Calling member of derived class from Base reference object

Question

I found many similar questions on SO, but their solution is either not working or it's slightly different (often using pointers instead, I do not want to change the caller() signature!). If this has already been asked (and answered) please let me know and I'll delete this question.

I found something called the visitor pattern but I'm curious if there is a simpler solution. I try do do it without using virtual since my course did not cover that yet. Or do I need it here?

I have the following code:

class Base
{
public:
    void fun(); // cout << "Base"
};

class Derived : public Base
{
public:
    void fun(); // cout << "Derived"
};

void caller(Base &obj)   // must stay as it is
{
    // here i want to call Derived::fun()
    // obj.fun() prints 'Base' but I need 'Derived'
}

int main()
{
    // Base base;
    // caller(base);

    // EDIT:
    Derived derived;
    caller(derived);

}

What would be the easiest way to have caller() call Derived::fun() instead of Base::fun() when passing a Base & to the function caller()?

If there's a simple answer pointing me in the right direction would be highly appreciated, I've been stuck on this for a while now:)

I know that this is not something you would do in production code, this is about learning C++

EDIT: I changed the caller function argument to type Derived instead of Base

Answer 1

You can't. caller is given a reference to an actual Base object. There is no way in C++ to convert this to a reference to a Derived object (because the object actually is not a Derived object). Any attempt to do the conversion will fall foul of Undefined Behaviour. This means that anything may happen. Specifically, the call may appear to work - except when you come to do the demonstration to a major customer at which point it formats your hard disk instead. (This is a slight exaggeration for rhetorical purposes; but undefined behaviour has turned a for loop running up to 64 into an infinite loop).

---

If we change main slightly, then this becomes a much more interesting question:

int main()
{
    Derived derived;
    caller(derived);

}

Now we can arrange to call Derived::fun. The best solution is to make fun a virtual function. Then it just works:

class Base
{
public:
    virtual void fun() { cout << "Base"; }
};

The call to obj.fun will be directed to Derived::fun (like you wanted), and the code will print "derived".

That's great - and definitely should be your first port of call. However maybe you can't change Base. In that case, are any of the functions (like the destructor) virtual? If so, we can use dynamic_cast:

void caller(Base &obj)   // must stay as it is
{
    Derived& d_ref = dynamic_cast<Derived&>(obj);
    d_ref.fun();
}

The nice thing about this, is that if obj is not actually a Derived object, the dynamic_cast will throw std::invalid_cast, and you don't get undefined behaviour.

Finally, maybe you can't change Base, and there are no virtual functions. In that case, your only option is to reach for the blunderbuss of static_cast - however, be warned, this is how C++ programmers not merely shoot themselves in the foot, but blow their whole leg off. (It's not quite as bad as the plasma cannon of reintepret_cast, but you really don't want to use it like this unless you have to.)

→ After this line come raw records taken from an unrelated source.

use std::fs;
use std::path::{Path, PathBuf};

use mdbscan::config::subsystems::CacheFormat;
use mdbscan::matcher::NeighborhoodSource;
use mdbscan::{ClusterParams, ClusteringPipeline, Corpus, Error, MdbscanConfig};

fn write_corpus(dir: &Path, name: &str, words: &[&str]) -> PathBuf {
    let path = dir.join(name);
    fs::write(&path, words.join("\n")).unwrap();
    path
}

fn config(format: CacheFormat) -> MdbscanConfig {
    let mut config = MdbscanConfig::default();
    config.index.threads = 2;
    config.cache.format = format;
    config
}

#[test]
fn scenario_color_colour_colors() {
    let dir = tempfile::tempdir().unwrap();
    let path = write_corpus(dir.path(), "spelling.txt", &["color", "colour", "colors"]);

    let params = ClusterParams::new(2, Some(0.03), 2).unwrap();
    let output = ClusteringPipeline::new(config(CacheFormat::Bincode), params).run(&path).unwrap();
    assert_eq!(output.label_of("color"), output.label_of("colors"));
    assert_ne!(output.label_of("color"), output.label_of("colour"));

    // Without eps2 all three share one cluster.
    let params = ClusterParams::new(2, None, 2).unwrap();
    let output = ClusteringPipeline::new(config(CacheFormat::Bincode), params).run(&path).unwrap();
    assert_eq!(output.cluster_count(), 1);
    assert_eq!(output.cluster(0).unwrap(), &["color", "colour", "colors"]);
}

#[test]
fn cached_neighborhoods_equal_rebuilt_ones() {
    let dir = tempfile::tempdir().unwrap();
    let words = ["password", "passw0rd", "password1", "p4ssword", "letmein", "letmein!", "qwerty", "dragon"];
    let path = write_corpus(dir.path(), "leak.txt", &words);
    let corpus = Corpus::from_path(&path).unwrap();

    for format in [CacheFormat::Bincode, CacheFormat::Json] {
        let params = ClusterParams::new(2, None, 2).unwrap();
        let pipeline = ClusteringPipeline::new(config(format), params);

        let (built, source) = pipeline.neighborhoods(&corpus, &path).unwrap();
        assert_eq!(source, NeighborhoodSource::Index);
        let (loaded, source) = pipeline.neighborhoods(&corpus, &path).unwrap();
        assert_eq!(source, NeighborhoodSource::Cache);
        assert_eq!(built, loaded);
    }
}

#[test]
fn eps1_values_get_separate_caches() {
    let dir = tempfile::tempdir().unwrap();
    let path = write_corpus(dir.path(), "leak.txt", &["abc", "abd", "xyz"]);

    for eps1 in [1, 2] {
        let params = ClusterParams::new(eps1, None, 2).unwrap();
        ClusteringPipeline::new(config(CacheFormat::Bincode), params).run(&path).unwrap();
    }
    assert!(dir.path().join(".mdbscan-cache.1.leak.txt.bin").is_file());
    assert!(dir.path().join(".mdbscan-cache.2.leak.txt.bin").is_file());
}

#[test]
fn stale_cache_for_an_edited_corpus_is_rebuilt() {
    let dir = tempfile::tempdir().unwrap();
    let path = write_corpus(dir.path(), "leak.txt", &["cat", "bat", "dog"]);
    let params = ClusterParams::new(1, None, 2).unwrap();
    let pipeline = ClusteringPipeline::new(config(CacheFormat::Bincode), params);
    pipeline.run(&path).unwrap();

    write_corpus(dir.path(), "leak.txt", &["cat", "bat", "dog", "dot"]);
    let output = pipeline.run(&path).unwrap();
    assert_eq!(output.clusters(), &[vec!["cat".to_string(), "bat".to_string()], vec!["dog".to_string(), "dot".to_string()]]);
}

#[test]
fn duplicate_terms_stop_the_run() {
    let dir = tempfile::tempdir().unwrap();
    let path = write_corpus(dir.path(), "leak.txt", &["cat", "", "cat"]);
    let params = ClusterParams::new(1, None, 2).unwrap();
    let err = ClusteringPipeline::new(config(CacheFormat::Bincode), params).run(&path).unwrap_err();
    assert!(matches!(err, Error::DuplicateTerm { line: 3, first_line: 1, .. }));
    assert_eq!(err.exit_code(), 2);
}
// src/matcher/cluster/engine.rs

//! Stack-based density region growing over precomputed neighborhoods.
//!
//! Terms are visited in corpus order. A term whose neighborhood holds at
//! least `min_count` terms (itself included) and that is still unassigned
//! seeds a new cluster. The cluster grows by popping terms off a stack,
//! assigning them, and, for core terms, pushing their unassigned
//! neighbors. In MDBSCAN mode a neighbor is pushed only when its secondary
//! distance to the cluster's seed is below `eps2`; the check is against
//! the seed, never against the term being expanded.
//!
//! Single-threaded: cluster ids and boundaries depend on visit order.

use std::time::Instant;
use log::debug;

use crate::corpus::Corpus;
use crate::error::{Error, Result};
use crate::matcher::algorithms::{JaroWinkler, SecondaryMetric};
use crate::matcher::neighborhoods::Neighborhoods;
use crate::types::{ClusterMode, Label, TermId};

pub struct ClusterEngine<M: SecondaryMetric = JaroWinkler> {
    min_count: usize,
    mode: ClusterMode,
    metric: M,
}

impl ClusterEngine<JaroWinkler> {
    pub fn new(min_count: usize, mode: ClusterMode) -> Self {
        Self::with_metric(min_count, mode, JaroWinkler::new())
    }
}

impl<M: SecondaryMetric> ClusterEngine<M> {
    pub fn with_metric(min_count: usize, mode: ClusterMode, metric: M) -> Self {
        Self { min_count, mode, metric }
    }

    pub fn run(&self, corpus: &Corpus, neighborhoods: &Neighborhoods) -> Result<Clustering> {
        if self.min_count == 0 {
            return Err(Error::parameter("min_count", "must be at least 1"));
        }
        if neighborhoods.len() != corpus.len() {
            return Err(Error::cache(format!(
                "{} neighborhoods for a corpus of {} terms",
                neighborhoods.len(),
                corpus.len()
            )));
        }

        let start = Instant::now();
        let mut labels = vec![Label::Unassigned; corpus.len()];
        let mut seeds: Vec<TermId> = Vec::new();
        let mut stack: Vec<TermId> = Vec::new();

        for initial in corpus.ids() {
            if labels[initial as usize].is_assigned() {
                continue;
            }
            if neighborhoods.get(initial).len() < self.min_count {
                continue;
            }

            let cluster_id = seeds.len() as u32;
            seeds.push(initial);
            let seed_term = corpus.term(initial);
            stack.push(initial);

            while let Some(current) = stack.pop() {
                let label = &mut labels[current as usize];
                if label.is_assigned() {
                    continue;
                }
                *label = Label::Assigned(cluster_id);

                let neighborhood = neighborhoods.get(current);
                if neighborhood.len() < self.min_count {
                    continue;
                }
                for &neighbor in neighborhood {
                    if labels[neighbor as usize].is_assigned() {
                        continue;
                    }
                    if self.admits(seed_term, corpus.term(neighbor)) {
                        stack.push(neighbor);
                    }
                }
            }

            debug!("Cluster {} seeded by {:?}", cluster_id, seed_term);
        }

        let clustering = Clustering { labels, seeds };
        debug!(
            "{} clustering: {} clusters, {} noise terms in {:.2?}",
            self.mode,
            clustering.cluster_count(),
            clustering.noise_count(),
            start.elapsed()
        );
        Ok(clustering)
    }

    #[inline]
    fn admits(&self, seed: &str, candidate: &str) -> bool {
        match self.mode {
            ClusterMode::Dbscan => true,
            ClusterMode::Mdbscan { eps2 } => self.metric.distance(seed, candidate) < eps2,
        }
    }
}

/// Final labels of one clustering run.
#[derive(Debug, Clone, PartialEq, Eq)]
pub struct Clustering {
    labels: Vec<Label>,
    seeds: Vec<TermId>,
}

impl Clustering {
    pub fn labels(&self) -> &[Label] {
        &self.labels
    }

    #[inline]
    pub fn label(&self, id: TermId) -> Label {
        self.labels[id as usize]
    }

    /// Seed term of each cluster, indexed by cluster id.
    pub fn seeds(&self) -> &[TermId] {
        &self.seeds
    }

    pub fn cluster_count(&self) -> usize {
        self.seeds.len()
    }

    pub fn noise_count(&self) -> usize {
        self.labels.iter().filter(|l| !l.is_assigned()).count()
    }
}
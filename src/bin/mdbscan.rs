use std::io::{self, BufWriter, Write};
use std::path::PathBuf;
use std::process::ExitCode;

use clap::Parser;
use log::{error, info};

use mdbscan::config::subsystems::{CacheFormat, CorruptCachePolicy};
use mdbscan::utils::init_logging;
use mdbscan::{ClusterParams, ClusteringPipeline, MdbscanConfig, Result};

/// Cluster a newline-delimited corpus with DBSCAN or MDBSCAN.
///
/// Positional parameters are `eps1 [eps2] min_count corpus`. Giving eps2
/// selects MDBSCAN, which also requires members to be within eps2
/// Jaro-Winkler distance of their cluster's seed. The clusters are printed
/// to stdout as a JSON object keyed by cluster id, with "-1" for noise.
#[derive(Parser, Debug)]
#[command(name = "mdbscan", version, about, allow_negative_numbers = true)]
struct Cli {
    /// eps1 [eps2] min_count corpus
    #[arg(required = true, value_name = "PARAMS")]
    params: Vec<String>,

    /// INI configuration file
    #[arg(long, value_name = "FILE")]
    config: Option<PathBuf>,

    /// Directory for neighborhood caches (default: next to the corpus)
    #[arg(long, value_name = "DIR")]
    cache_dir: Option<PathBuf>,

    /// Neither read nor write the neighborhood cache
    #[arg(long)]
    no_cache: bool,

    /// Cache file format: bincode or json
    #[arg(long, value_parser = parse_cache_format)]
    cache_format: Option<CacheFormat>,

    /// What to do with an unusable cache: rebuild or fail
    #[arg(long, value_parser = parse_corrupt_policy)]
    on_corrupt: Option<CorruptCachePolicy>,

    /// Worker threads for neighborhood construction (0 = all CPUs)
    #[arg(long)]
    threads: Option<usize>,

    /// Show progress bars on stderr
    #[arg(long)]
    progress: bool,

    /// error, warn, info, debug, trace or none
    #[arg(long)]
    log_level: Option<String>,

    /// Append log records to this file instead of stderr
    #[arg(long, value_name = "FILE")]
    log_file: Option<PathBuf>,

    /// Read neighborhoods from a .npy distance matrix instead of the index
    #[arg(long, value_name = "FILE")]
    matrix: Option<PathBuf>,
}

impl Cli {
    /// File configuration (or defaults) with command-line overrides applied.
    fn load_config(&self) -> Result<MdbscanConfig> {
        let mut config = match &self.config {
            Some(path) => MdbscanConfig::from_ini(path)?,
            None => MdbscanConfig::default(),
        };

        if let Some(dir) = &self.cache_dir {
            config.files.cache_dir = Some(dir.clone());
        }
        if let Some(path) = &self.log_file {
            config.files.log_file = Some(path.clone());
        }
        if self.no_cache {
            config.cache.enabled = false;
        }
        if let Some(format) = self.cache_format {
            config.cache.format = format;
        }
        if let Some(policy) = self.on_corrupt {
            config.cache.on_corrupt = policy;
        }
        if let Some(threads) = self.threads {
            config.index.threads = threads;
        }
        if self.progress {
            config.index.show_progress = true;
        }
        if let Some(level) = &self.log_level {
            config.logging.level = level.clone();
        }

        config.validate()?;
        Ok(config)
    }
}

fn parse_cache_format(value: &str) -> std::result::Result<CacheFormat, String> {
    CacheFormat::from_str(value).ok_or_else(|| format!("unknown cache format {:?}", value))
}

fn parse_corrupt_policy(value: &str) -> std::result::Result<CorruptCachePolicy, String> {
    CorruptCachePolicy::from_str(value).ok_or_else(|| format!("unknown policy {:?}", value))
}

fn run(cli: Cli) -> Result<()> {
    let (params, corpus_path) = ClusterParams::from_positional(&cli.params)?;
    let config = cli.load_config()?;
    init_logging(&config.logging, config.files.log_file.as_deref())?;
    info!("Starting mdbscan with log level: {:?}", config.logging.get_log_level());

    let mut pipeline = ClusteringPipeline::new(config, params);
    if let Some(matrix) = cli.matrix {
        pipeline = pipeline.with_matrix(matrix);
    }
    let output = pipeline.run(&corpus_path)?;

    let mut stdout = BufWriter::new(io::stdout().lock());
    output.write_json(&mut stdout)?;
    writeln!(stdout)?;
    stdout.flush()?;
    Ok(())
}

fn main() -> ExitCode {
    let cli = Cli::parse();
    match run(cli) {
        Ok(()) => ExitCode::SUCCESS,
        Err(e) => {
            error!("{}", e);
            eprintln!("mdbscan: {}", e);
            ExitCode::from(e.exit_code())
        }
    }
}
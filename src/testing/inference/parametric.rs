//! One-sample tests of a mean against a hypothesised population mean.
//!
//! Both tests share the same shape: a standard error from a deviation and the sample size,
//! a standardised statistic, a two-tailed critical value and a bucketed p-value. They differ
//! in where the critical value comes from (the t-table or the fixed normal levels) and in
//! which p-value buckets apply.

use crate::error::{Result, StatError};
use crate::testing::lookup::{
    approximate_normal_p_value, approximate_p_value, critical_value, z_critical,
};
use crate::testing::utils::{
    ensure_finite, ensure_positive_deviation, ensure_sample_size, parse_count, parse_field,
    standard_error,
};
use crate::testing::{HypothesisTestResult, MeanComparison, Tails};
use log::debug;
use serde::{Deserialize, Serialize};

/// Input for a one-sample t-test.
#[derive(Debug, Clone, Copy, PartialEq, Serialize, Deserialize)]
pub struct TTestInput {
    pub sample_mean: f64,
    pub population_mean: f64,
    /// Sample standard deviation, must be positive
    pub sample_sd: f64,
    /// At least 2
    pub sample_size: u32,
    pub alpha: f64,
}

impl TTestInput {
    /// Build an input from raw form text.
    pub fn from_fields(
        sample_mean: &str,
        population_mean: &str,
        sample_sd: &str,
        sample_size: &str,
        alpha: &str,
    ) -> Result<Self> {
        Ok(TTestInput {
            sample_mean: parse_field("sample mean", sample_mean)?,
            population_mean: parse_field("population mean", population_mean)?,
            sample_sd: parse_field("sample standard deviation", sample_sd)?,
            sample_size: parse_count("sample size", sample_size)?,
            alpha: parse_field("significance level", alpha)?,
        })
    }
}

/// Input for a one-sample z-test with a known population deviation.
#[derive(Debug, Clone, Copy, PartialEq, Serialize, Deserialize)]
pub struct ZTestInput {
    pub sample_mean: f64,
    pub population_mean: f64,
    /// Known population standard deviation, must be positive
    pub population_sd: f64,
    /// At least 1
    pub sample_size: u32,
    /// One of 0.01, 0.05 or 0.10
    pub alpha: f64,
}

impl ZTestInput {
    /// Build an input from raw form text.
    pub fn from_fields(
        sample_mean: &str,
        population_mean: &str,
        population_sd: &str,
        sample_size: &str,
        alpha: &str,
    ) -> Result<Self> {
        Ok(ZTestInput {
            sample_mean: parse_field("sample mean", sample_mean)?,
            population_mean: parse_field("population mean", population_mean)?,
            population_sd: parse_field("population standard deviation", population_sd)?,
            sample_size: parse_count("sample size", sample_size)?,
            alpha: parse_field("significance level", alpha)?,
        })
    }
}

/// Perform a two-tailed one-sample t-test.
///
/// The standard error is `sd / sqrt(n)`, the statistic `(sample_mean - population_mean) / se`
/// and `df = n - 1`. The critical value comes from [`critical_value`] with alpha split across
/// both tails, and the p-value from [`approximate_p_value`].
///
/// # Errors
///
/// Validation runs before any arithmetic and reports the first failure:
/// [`StatError::InvalidNumber`], then [`StatError::SampleSizeTooSmall`] for `n < 2`, then
/// [`StatError::NonPositiveDeviation`].
pub fn t_test(input: &TTestInput) -> Result<HypothesisTestResult> {
    ensure_finite(&[
        ("sample mean", input.sample_mean),
        ("population mean", input.population_mean),
        ("sample standard deviation", input.sample_sd),
        ("significance level", input.alpha),
    ])?;
    ensure_sample_size(input.sample_size as usize, 2)?;
    ensure_positive_deviation("sample standard deviation", input.sample_sd)?;

    let se = standard_error(input.sample_sd, input.sample_size);
    let t_stat = (input.sample_mean - input.population_mean) / se;
    let df = input.sample_size - 1;

    let t_critical = critical_value(df, input.alpha, Tails::Two);
    let p_value = approximate_p_value(t_stat, df);

    let comparison = MeanComparison {
        sample_mean: input.sample_mean,
        population_mean: input.population_mean,
        sample_size: input.sample_size,
        alpha: input.alpha,
    };
    let result = HypothesisTestResult::new(&comparison, t_stat, se, t_critical, p_value)
        .with_degrees_of_freedom(df);

    debug!(
        "t-test: t={:.4}, df={}, critical={:.3}, p~{}, decision={}",
        t_stat, df, t_critical, p_value, result.decision
    );
    Ok(result)
}

/// Perform a two-tailed one-sample z-test.
///
/// Uses the known population deviation for the standard error, a fixed normal critical
/// value for the chosen alpha and the normal p-value buckets.
///
/// # Errors
///
/// [`StatError::InvalidNumber`], then [`StatError::SampleSizeTooSmall`] for `n < 1`, then
/// [`StatError::NonPositiveDeviation`], then [`StatError::UnsupportedLevel`] when alpha is
/// not one of 0.01, 0.05 or 0.10.
pub fn z_test(input: &ZTestInput) -> Result<HypothesisTestResult> {
    ensure_finite(&[
        ("sample mean", input.sample_mean),
        ("population mean", input.population_mean),
        ("population standard deviation", input.population_sd),
        ("significance level", input.alpha),
    ])?;
    ensure_sample_size(input.sample_size as usize, 1)?;
    ensure_positive_deviation("population standard deviation", input.population_sd)?;
    let z_crit = z_critical(input.alpha).ok_or(StatError::UnsupportedLevel {
        value: input.alpha,
    })?;

    let se = standard_error(input.population_sd, input.sample_size);
    let z_stat = (input.sample_mean - input.population_mean) / se;
    let p_value = approximate_normal_p_value(z_stat);

    let comparison = MeanComparison {
        sample_mean: input.sample_mean,
        population_mean: input.population_mean,
        sample_size: input.sample_size,
        alpha: input.alpha,
    };
    let result = HypothesisTestResult::new(&comparison, z_stat, se, z_crit, p_value);

    debug!(
        "z-test: z={:.4}, critical={:.3}, p~{}, decision={}",
        z_stat, z_crit, p_value, result.decision
    );
    Ok(result)
}

#[cfg(test)]
mod tests {
    use super::*;
    use crate::testing::Decision;
    use approx::assert_abs_diff_eq;

    fn textbook_t() -> TTestInput {
        TTestInput {
            sample_mean: 105.0,
            population_mean: 100.0,
            sample_sd: 15.0,
            sample_size: 25,
            alpha: 0.05,
        }
    }

    fn textbook_z() -> ZTestInput {
        ZTestInput {
            sample_mean: 102.0,
            population_mean: 100.0,
            population_sd: 15.0,
            sample_size: 36,
            alpha: 0.05,
        }
    }

    #[test]
    fn t_test_textbook_example() {
        let result = t_test(&textbook_t()).unwrap();

        assert_abs_diff_eq!(result.standard_error, 3.0, epsilon = 1e-12);
        assert_abs_diff_eq!(result.statistic, 1.6667, epsilon = 1e-4);
        assert_eq!(result.degrees_of_freedom, Some(24));
        // df 24 reads the df 25 row, alpha halved to 0.025
        assert_eq!(result.critical_value, 2.060);
        assert_abs_diff_eq!(result.p_value, 0.10);
        assert_eq!(result.decision, Decision::FailToReject);
    }

    #[test]
    fn t_test_rejects_large_difference() {
        let input = TTestInput {
            sample_mean: 112.0,
            ..textbook_t()
        };
        let result = t_test(&input).unwrap();
        assert_abs_diff_eq!(result.statistic, 4.0, epsilon = 1e-12);
        assert_eq!(result.decision, Decision::Reject);
        assert_abs_diff_eq!(result.p_value, 0.001);
        assert!(result.interpretation.contains("there is sufficient evidence"));
    }

    #[test]
    fn t_test_negative_statistic_uses_magnitude() {
        let input = TTestInput {
            sample_mean: 88.0,
            ..textbook_t()
        };
        let result = t_test(&input).unwrap();
        assert!(result.statistic < 0.0);
        assert_eq!(result.decision, Decision::Reject);
    }

    #[test]
    fn t_test_validation_order() {
        let bad = TTestInput {
            sample_mean: f64::NAN,
            sample_size: 1,
            sample_sd: 0.0,
            ..textbook_t()
        };
        assert!(matches!(t_test(&bad), Err(StatError::InvalidNumber { .. })));

        let small = TTestInput {
            sample_size: 1,
            sample_sd: 0.0,
            ..textbook_t()
        };
        assert_eq!(
            t_test(&small),
            Err(StatError::SampleSizeTooSmall {
                minimum: 2,
                actual: 1
            })
        );

        let flat = TTestInput {
            sample_sd: 0.0,
            ..textbook_t()
        };
        assert!(matches!(
            t_test(&flat),
            Err(StatError::NonPositiveDeviation { .. })
        ));
    }

    #[test]
    fn z_test_textbook_example() {
        let result = z_test(&textbook_z()).unwrap();

        assert_abs_diff_eq!(result.standard_error, 2.5, epsilon = 1e-12);
        assert_abs_diff_eq!(result.statistic, 0.8, epsilon = 1e-12);
        assert_eq!(result.critical_value, 1.96);
        assert_eq!(result.degrees_of_freedom, None);
        assert_abs_diff_eq!(result.p_value, 0.30);
        assert_eq!(result.decision, Decision::FailToReject);
    }

    #[test]
    fn z_test_alpha_levels() {
        let input = ZTestInput {
            sample_mean: 106.0,
            ..textbook_z()
        };
        // z = 2.4
        assert_eq!(z_test(&input).unwrap().decision, Decision::Reject);
        let strict = ZTestInput { alpha: 0.01, ..input };
        assert_eq!(z_test(&strict).unwrap().decision, Decision::FailToReject);
        let loose = ZTestInput { alpha: 0.10, ..input };
        assert_eq!(z_test(&loose).unwrap().critical_value, 1.645);
    }

    #[test]
    fn z_test_accepts_single_observation() {
        let input = ZTestInput {
            sample_size: 1,
            ..textbook_z()
        };
        let result = z_test(&input).unwrap();
        assert_abs_diff_eq!(result.standard_error, 15.0);
    }

    #[test]
    fn z_test_validation() {
        let empty = ZTestInput {
            sample_size: 0,
            ..textbook_z()
        };
        assert_eq!(
            z_test(&empty),
            Err(StatError::SampleSizeTooSmall {
                minimum: 1,
                actual: 0
            })
        );

        let flat = ZTestInput {
            population_sd: 0.0,
            ..textbook_z()
        };
        assert!(matches!(
            z_test(&flat),
            Err(StatError::NonPositiveDeviation { .. })
        ));

        let odd = ZTestInput {
            alpha: 0.02,
            ..textbook_z()
        };
        assert_eq!(
            z_test(&odd),
            Err(StatError::UnsupportedLevel { value: 0.02 })
        );
    }

    #[test]
    fn z_test_alpha_near_a_table_key_is_unsupported() {
        let near = ZTestInput {
            alpha: 0.0104,
            ..textbook_z()
        };
        assert_eq!(
            z_test(&near),
            Err(StatError::UnsupportedLevel { value: 0.0104 })
        );
    }

    #[test]
    fn repeated_calls_are_identical() {
        assert_eq!(t_test(&textbook_t()), t_test(&textbook_t()));
        assert_eq!(z_test(&textbook_z()), z_test(&textbook_z()));
    }

    #[test]
    fn from_fields_parses_form_text() {
        let input = TTestInput::from_fields("105", "100", "15", "25", "0.05").unwrap();
        assert_eq!(input, textbook_t());

        let err = ZTestInput::from_fields("102", "", "15", "36", "0.05").unwrap_err();
        assert_eq!(
            err,
            StatError::InvalidNumber {
                field: "population mean".to_string()
            }
        );
    }
}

void caller(Base &obj)   // must stay as it is
{
    Derived& d_ref = static_cast<Derived&>(obj);
    d_ref.fun();
}

One can have to write this sort of thing in production code, but often Base has some sort of "what kind of thing am I" indicator, and you can check that before using the static_cast.

Answer 2

It is not possible to call a Derived member function on a Base class object.

Every Derived is a Base, but a Base is not a Derived. In other words, Derived may have a whole bunch of information that Base lacks. You may call a Base member function on a Derived class object, but not the other way.

In other words...

class Base {
    public: void b_thing() { }
};

class Derived : public Base {
    public: void d_thing() { }
};

int main() {
    Base b;
    Derived d;
    
    d.b_thing(); // Okay!
    b.d_thing(); // Bad :(
}

However, you can have a Base reference that references a Derived object:

Base &b_ref = d;

And since this is actually a Derived object, you can have it call Derived member functions (that were declared virtual in Base) via polymorphism:

class Base {
    public: virtual int thing() { return 0; }
};

class Derived : public Base {
    public: int thing() { return 1; }
};

int caller(Base &obj)
{
    return obj.thing(); // Returns 1 if obj actually references a Derived object
}

int main() {
    Base b;
    Derived d;
    
    caller(d); // 1
    caller(b); // 0
}

However, notice that when passed a Base object (when obj is actually referencing a Base object), we still call the Base member function.